Correlation of Local Structure and Diffusion Pathways in the Modulated Anisotropic Oxide Ion Conductor CeNbO(4.25).

Journal of the American Chemical Society

Stevin S Pramana, Tom Baikie, Tao An, Matthew G Tucker, Ji Wu, Martin K Schreyer, Fengxia Wei, Ryan D Bayliss, Christian L Kloc, Timothy J White, Andrew P Horsfield, Stephen J Skinner

Affiliations

  1. Department of Materials, Imperial College London , Exhibition Road, London SW7 2AZ, United Kingdom.
  2. ISIS Facility, Rutherford Appleton Laboratory , Didcot OX11 0QX, United Kingdom.
  3. Diamond Light Source , Chilton, Oxfordshire, OX11 0DE, United Kingdom.
  4. Institute of Chemical and Engineering Sciences , 1 Pesek Road, Jurong Island, Singapore.
  5. Institute of Materials Research and Engineering , 3 Research Link, Singapore, Singapore.
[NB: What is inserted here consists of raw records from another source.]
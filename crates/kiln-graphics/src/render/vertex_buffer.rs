use std::fmt;
use std::rc::Rc;

use anyhow::{Context, Result};

use crate::driver::{Driver, Handle};
use crate::state::RenderStates;

use super::{Drawable, PrimitiveType, RenderCtx, RenderTarget, Vertex};

/// Update-frequency hint passed to the driver.
#[derive(Debug, Copy, Clone, Default, Eq, PartialEq, Hash)]
pub enum VertexBufferUsage {
    /// Rewritten every frame.
    Stream,
    /// Rewritten occasionally.
    Dynamic,
    /// Written once.
    #[default]
    Static,
}

impl VertexBufferUsage {
    fn to_driver(self) -> u32 {
        match self {
            VertexBufferUsage::Stream => glow::STREAM_DRAW,
            VertexBufferUsage::Dynamic => glow::DYNAMIC_DRAW,
            VertexBufferUsage::Static => glow::STATIC_DRAW,
        }
    }
}

/// Vertices stored in driver memory, drawn without re-uploading.
pub struct VertexBuffer {
    driver: Rc<dyn Driver>,
    handle: Handle,
    vertex_count: usize,
    primitive: PrimitiveType,
    usage: VertexBufferUsage,
}

impl VertexBuffer {
    /// Allocates storage for `vertex_count` zeroed vertices.
    pub fn new(
        ctx: &RenderCtx,
        primitive: PrimitiveType,
        usage: VertexBufferUsage,
        vertex_count: usize,
    ) -> Result<Self> {
        let driver = Rc::clone(ctx.driver());
        anyhow::ensure!(
            Self::is_available(driver.as_ref()),
            "vertex buffers are not supported by this driver"
        );

        let handle = driver
            .create_buffer()
            .map_err(anyhow::Error::msg)
            .context("failed to create vertex buffer")?;

        let buffer = Self {
            driver,
            handle,
            vertex_count,
            primitive,
            usage,
        };
        buffer.with_bound(|d| {
            d.buffer_data(&vec![0u8; vertex_count * Vertex::STRIDE as usize], usage.to_driver());
        });

        log::debug!("vertex buffer {handle}: {vertex_count} vertices ({usage:?})");
        Ok(buffer)
    }

    /// Replaces the contents, growing the storage when `vertices` is longer.
    pub fn update(&mut self, vertices: &[Vertex]) -> Result<()> {
        self.update_at(vertices, 0)
    }

    /// Writes `vertices` starting at vertex `offset`.
    ///
    /// A write at offset 0 may grow the buffer; a write elsewhere must fit in
    /// the current storage.
    pub fn update_at(&mut self, vertices: &[Vertex], offset: usize) -> Result<()> {
        anyhow::ensure!(
            offset == 0 || offset + vertices.len() <= self.vertex_count,
            "write of {} vertices at {offset} exceeds buffer of {}",
            vertices.len(),
            self.vertex_count
        );
        if vertices.is_empty() {
            return Ok(());
        }

        let bytes: &[u8] = bytemuck::cast_slice(vertices);
        let usage = self.usage.to_driver();
        let grow = vertices.len() >= self.vertex_count;
        self.with_bound(|d| {
            if grow {
                d.buffer_data(bytes, usage);
            } else {
                d.buffer_sub_data(offset * Vertex::STRIDE as usize, bytes);
            }
        });
        if grow {
            self.vertex_count = vertices.len();
        }
        self.driver.flush();
        Ok(())
    }

    /// Binds `buffer` as the array buffer, or unbinds for `None`.
    pub fn bind(driver: &dyn Driver, buffer: Option<&VertexBuffer>) {
        Self::bind_raw(driver, buffer.map_or(0, |b| b.handle));
    }

    pub(super) fn bind_raw(driver: &dyn Driver, handle: Handle) {
        driver.bind_array_buffer(handle);
    }

    pub fn is_available(driver: &dyn Driver) -> bool {
        driver.capabilities().vertex_buffers
    }

    #[inline]
    pub fn vertex_count(&self) -> usize {
        self.vertex_count
    }

    #[inline]
    pub fn native_handle(&self) -> Handle {
        self.handle
    }

    #[inline]
    pub fn primitive_type(&self) -> PrimitiveType {
        self.primitive
    }

    pub fn set_primitive_type(&mut self, primitive: PrimitiveType) {
        self.primitive = primitive;
    }

    #[inline]
    pub fn usage(&self) -> VertexBufferUsage {
        self.usage
    }

    fn with_bound(&self, f: impl FnOnce(&dyn Driver)) {
        let d = self.driver.as_ref();
        d.bind_array_buffer(self.handle);
        f(d);
        d.bind_array_buffer(0);
    }
}

impl Drawable for VertexBuffer {
    fn draw(&self, target: &mut RenderTarget, states: &RenderStates) {
        target.draw_buffer(self, states);
    }
}

impl fmt::Debug for VertexBuffer {
    fn fmt(&self, f: &mut fmt::Formatter<'_>) -> fmt::Result {
        f.debug_struct("VertexBuffer")
            .field("handle", &self.handle)
            .field("vertex_count", &self.vertex_count)
            .field("primitive", &self.primitive)
            .field("usage", &self.usage)
            .finish()
    }
}

impl Drop for VertexBuffer {
    fn drop(&mut self) {
        self.driver.delete_buffer(self.handle);
    }
}

#[cfg(test)]
mod tests {
    use super::*;
    use crate::coords::Vec2;
    use crate::driver::{Call, Capabilities, RecordingDriver};
    use crate::render::RenderInit;

    fn ctx_with(caps: Capabilities) -> (Rc<RecordingDriver>, RenderCtx) {
        let driver = Rc::new(RecordingDriver::with_capabilities(caps));
        let ctx = RenderCtx::new(driver.clone(), RenderInit::default());
        (driver, ctx)
    }

    fn quad() -> [Vertex; 4] {
        [
            Vertex::at(Vec2::new(0.0, 0.0)),
            Vertex::at(Vec2::new(1.0, 0.0)),
            Vertex::at(Vec2::new(0.0, 1.0)),
            Vertex::at(Vec2::new(1.0, 1.0)),
        ]
    }

    #[test]
    fn creation_allocates_storage() {
        let (driver, ctx) = ctx_with(Capabilities::default());
        let buffer =
            VertexBuffer::new(&ctx, PrimitiveType::Triangles, VertexBufferUsage::Stream, 3).unwrap();
        assert_eq!(buffer.vertex_count(), 3);
        assert!(driver.calls().contains(&Call::BufferData {
            len: 60,
            usage: glow::STREAM_DRAW,
        }));
    }

    #[test]
    fn unsupported_driver_is_rejected() {
        let (driver, ctx) = ctx_with(Capabilities {
            vertex_buffers: false,
            ..Capabilities::default()
        });
        assert!(VertexBuffer::new(&ctx, PrimitiveType::Points, VertexBufferUsage::Static, 1).is_err());
        assert!(driver.calls().is_empty());
    }

    #[test]
    fn full_update_grows_the_buffer() {
        let (driver, ctx) = ctx_with(Capabilities::default());
        let mut buffer =
            VertexBuffer::new(&ctx, PrimitiveType::TriangleStrip, VertexBufferUsage::Dynamic, 2).unwrap();
        driver.take_calls();

        buffer.update(&quad()).unwrap();
        assert_eq!(buffer.vertex_count(), 4);
        assert!(driver.calls().contains(&Call::BufferData {
            len: 80,
            usage: glow::DYNAMIC_DRAW,
        }));
    }

    #[test]
    fn offset_update_writes_in_place() {
        let (driver, ctx) = ctx_with(Capabilities::default());
        let mut buffer =
            VertexBuffer::new(&ctx, PrimitiveType::Triangles, VertexBufferUsage::Static, 6).unwrap();
        driver.take_calls();

        buffer.update_at(&quad()[..2], 3).unwrap();
        assert_eq!(buffer.vertex_count(), 6);
        assert!(driver.calls().contains(&Call::BufferSubData { offset: 60, len: 40 }));
        assert_eq!(driver.calls().last(), Some(&Call::Flush));
    }

    #[test]
    fn offset_update_past_the_end_fails() {
        let (_, ctx) = ctx_with(Capabilities::default());
        let mut buffer =
            VertexBuffer::new(&ctx, PrimitiveType::Triangles, VertexBufferUsage::Static, 4).unwrap();
        assert!(buffer.update_at(&quad(), 1).is_err());
        assert_eq!(buffer.vertex_count(), 4);
    }

    #[test]
    fn drop_deletes_driver_buffer() {
        let (driver, ctx) = ctx_with(Capabilities::default());
        let buffer =
            VertexBuffer::new(&ctx, PrimitiveType::Lines, VertexBufferUsage::Static, 2).unwrap();
        let handle = buffer.native_handle();
        drop(buffer);
        assert_eq!(driver.calls().last(), Some(&Call::DeleteBuffer(handle)));
    }
}
//! Per-draw state application for [`RenderTarget`].
//!
//! Each `apply_*` step compares the requested state with the target's cache
//! and issues driver calls only for differences. While the cache is not
//! trusted (`enable == false`) every step re-applies unconditionally.

use std::rc::Rc;

use crate::coords::{Rect, Transform};
use crate::driver::{constants, Driver};
use crate::shader::{Shader, Uniform};
use crate::state::{BlendMode, CoordinateType, RenderStates, StencilMode};
use crate::texture::Texture;

use super::cache::AttribLocations;
use super::RenderTarget;

impl RenderTarget {
    /// Applies everything `states` needs before a draw call.
    pub(super) fn setup_draw(&mut self, d: &dyn Driver, use_vertex_cache: bool, states: &RenderStates) {
        let caps = d.capabilities();

        if !self.cache.enable && caps.framebuffer_srgb && !caps.embedded {
            if self.surface.is_srgb() {
                d.enable(glow::FRAMEBUFFER_SRGB);
            } else {
                d.disable(glow::FRAMEBUFFER_SRGB);
            }
        }

        if !self.cache.gl_states_set {
            self.reset_gl_states();
        }

        let ctx = Rc::clone(&self.ctx);
        let shader = match states.shader {
            Some(shader) => shader,
            None => ctx.default_shader(states.texture.is_some()),
        };

        let modelview = if use_vertex_cache {
            Transform::IDENTITY
        } else {
            states.transform
        };
        shader.set_uniform("u_modelview", modelview);

        if !self.cache.enable || self.cache.view_changed {
            self.apply_current_view(d);
        }
        shader.set_uniform("u_projection", self.view.transform());

        if !self.cache.enable || states.blend_mode != self.cache.last_blend_mode {
            self.apply_blend_mode(d, states.blend_mode);
        }

        if !self.cache.enable || states.stencil_mode != self.cache.last_stencil_mode {
            self.apply_stencil_mode(d, states.stencil_mode);
        }

        if states.stencil_mode.stencil_only {
            d.color_mask(false, false, false, false);
        }

        // Attachments are rebound every draw so writes from other contexts
        // become visible here.
        let rebind = !self.cache.enable
            || states.texture.is_some_and(Texture::is_fbo_attachment)
            || states.texture.map_or(0, Texture::cache_id) != self.cache.last_texture_id
            || shader.native_handle() != self.cache.last_shader_id
            || states.coordinate_type != self.cache.last_coordinate_type;

        if rebind {
            self.apply_texture(d, states.texture, states.coordinate_type);
            if let Some(texture) = states.texture {
                shader.set_uniform(
                    "u_texture_matrix",
                    Uniform::Mat4(texture.texture_matrix(states.coordinate_type)),
                );
                if let Some(factor) = texture.npot_factor() {
                    shader.set_uniform("u_npot_factor", Uniform::Vec2(factor));
                }
            }
        }

        self.apply_shader(d, Some(shader));
    }

    /// Undoes the per-draw state that must not leak into the next draw.
    pub(super) fn cleanup_draw(&mut self, d: &dyn Driver, states: &RenderStates) {
        if states.shader.is_some() {
            Shader::bind(d, None);
        }

        if states.texture.is_some_and(Texture::is_fbo_attachment) {
            self.apply_texture(d, None, CoordinateType::default());
        }

        if states.stencil_mode.stencil_only {
            d.color_mask(true, true, true, true);
        }

        self.cache.enable = true;
    }

    /// Sets the pixel viewport and scissor of the current view.
    pub(super) fn apply_current_view(&mut self, d: &dyn Driver) {
        let height = self.size().y as i32;

        let viewport = self.viewport(&self.view);
        let top = height - (viewport.origin.y + viewport.size.y);
        d.viewport(viewport.origin.x, top, viewport.size.x, viewport.size.y);

        if self.view.scissor() == Rect::UNIT {
            if !self.cache.enable || self.cache.scissor_enabled {
                d.disable(glow::SCISSOR_TEST);
                self.cache.scissor_enabled = false;
            }
        } else {
            let scissor = self.scissor(&self.view);
            let top = height - (scissor.origin.y + scissor.size.y);
            d.scissor(scissor.origin.x, top, scissor.size.x, scissor.size.y);

            if !self.cache.enable || !self.cache.scissor_enabled {
                d.enable(glow::SCISSOR_TEST);
                self.cache.scissor_enabled = true;
            }
        }

        self.cache.view_changed = false;
    }

    pub(super) fn apply_blend_mode(&mut self, d: &dyn Driver, mode: BlendMode) {
        let minmax = d.capabilities().blend_minmax;
        d.blend_func_separate(
            constants::blend_factor(mode.color_src_factor),
            constants::blend_factor(mode.color_dst_factor),
            constants::blend_factor(mode.alpha_src_factor),
            constants::blend_factor(mode.alpha_dst_factor),
        );
        d.blend_equation_separate(
            constants::blend_equation(mode.color_equation, minmax),
            constants::blend_equation(mode.alpha_equation, minmax),
        );
        self.cache.last_blend_mode = mode;
    }

    pub(super) fn apply_stencil_mode(&mut self, d: &dyn Driver, mode: StencilMode) {
        if mode.is_disabled() {
            if !self.cache.enable || self.cache.stencil_enabled {
                d.disable(glow::STENCIL_TEST);
                d.color_mask(true, true, true, true);
                self.cache.stencil_enabled = false;
            }
        } else {
            if !self.cache.enable || !self.cache.stencil_enabled {
                d.enable(glow::STENCIL_TEST);
            }
            let op = constants::stencil_operation(mode.update_operation);
            d.stencil_op(glow::KEEP, op, op);
            d.stencil_func(
                constants::stencil_function(mode.comparison),
                mode.reference.0 as i32,
                mode.mask.0,
            );
            self.cache.stencil_enabled = true;
        }
        self.cache.last_stencil_mode = mode;
    }

    pub(super) fn apply_texture(
        &mut self,
        d: &dyn Driver,
        texture: Option<&Texture>,
        coordinate_type: CoordinateType,
    ) {
        Texture::bind(d, texture);
        self.cache.last_texture_id = texture.map_or(0, Texture::cache_id);
        self.cache.last_coordinate_type = coordinate_type;
    }

    /// Binds `shader` and, when it differs from the cached program, rewires
    /// the vertex attribute arrays to its locations.
    pub(super) fn apply_shader(&mut self, d: &dyn Driver, shader: Option<&Shader>) {
        Shader::bind(d, shader);

        let Some(shader) = shader else { return };
        if shader.native_handle() == self.cache.last_shader_id {
            return;
        }
        self.cache.last_shader_id = shader.native_handle();

        for location in self.cache.attribs.iter() {
            d.disable_vertex_attrib_array(location);
        }
        self.cache.attribs = AttribLocations {
            position: shader.attrib_location("position"),
            color: shader.attrib_location("color"),
            tex_coords: shader.attrib_location("texCoord"),
        };
        for location in self.cache.attribs.iter() {
            d.enable_vertex_attrib_array(location);
        }
        log::trace!(
            "render target {}: program {} attributes {:?}",
            self.id,
            self.cache.last_shader_id,
            self.cache.attribs
        );
    }
}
PMID: 26771687 DOI: 10.1021/jacs.5b11373

Abstract

CeNbO4.25 is reported to exhibit fast oxygen ion diffusion at moderate temperatures, making this the prototype of a new class of ion conductor with applications in a range of energy generation and storage devices. To date, the mechanism by which this ion transport is achieved has remained obscure, in part due to the long-range commensurately modulated structural motif. Here we show that CeNbO4.25 forms with a unit cell ∼12 times larger than the stoichiometric tetragonal parent phase of CeNbO4 as a result of the helical ordering of Ce(3+) and Ce(4+) ions along z. Interstitial oxygen ion incorporation leads to a cooperative displacement of the surrounding oxygen species, creating interlayer "NbO6" connectivity by extending the oxygen coordination number to 7 and 8. Molecular dynamic simulations suggest that fast ion migration occurs predominantly within the xz plane. It is concluded that the oxide ion diffuses anisotropically, with the major migration mechanism being intralayer; however, when obstructed, oxygen can readily move to an adjacent layer along y via alternate lower energy barrier pathways.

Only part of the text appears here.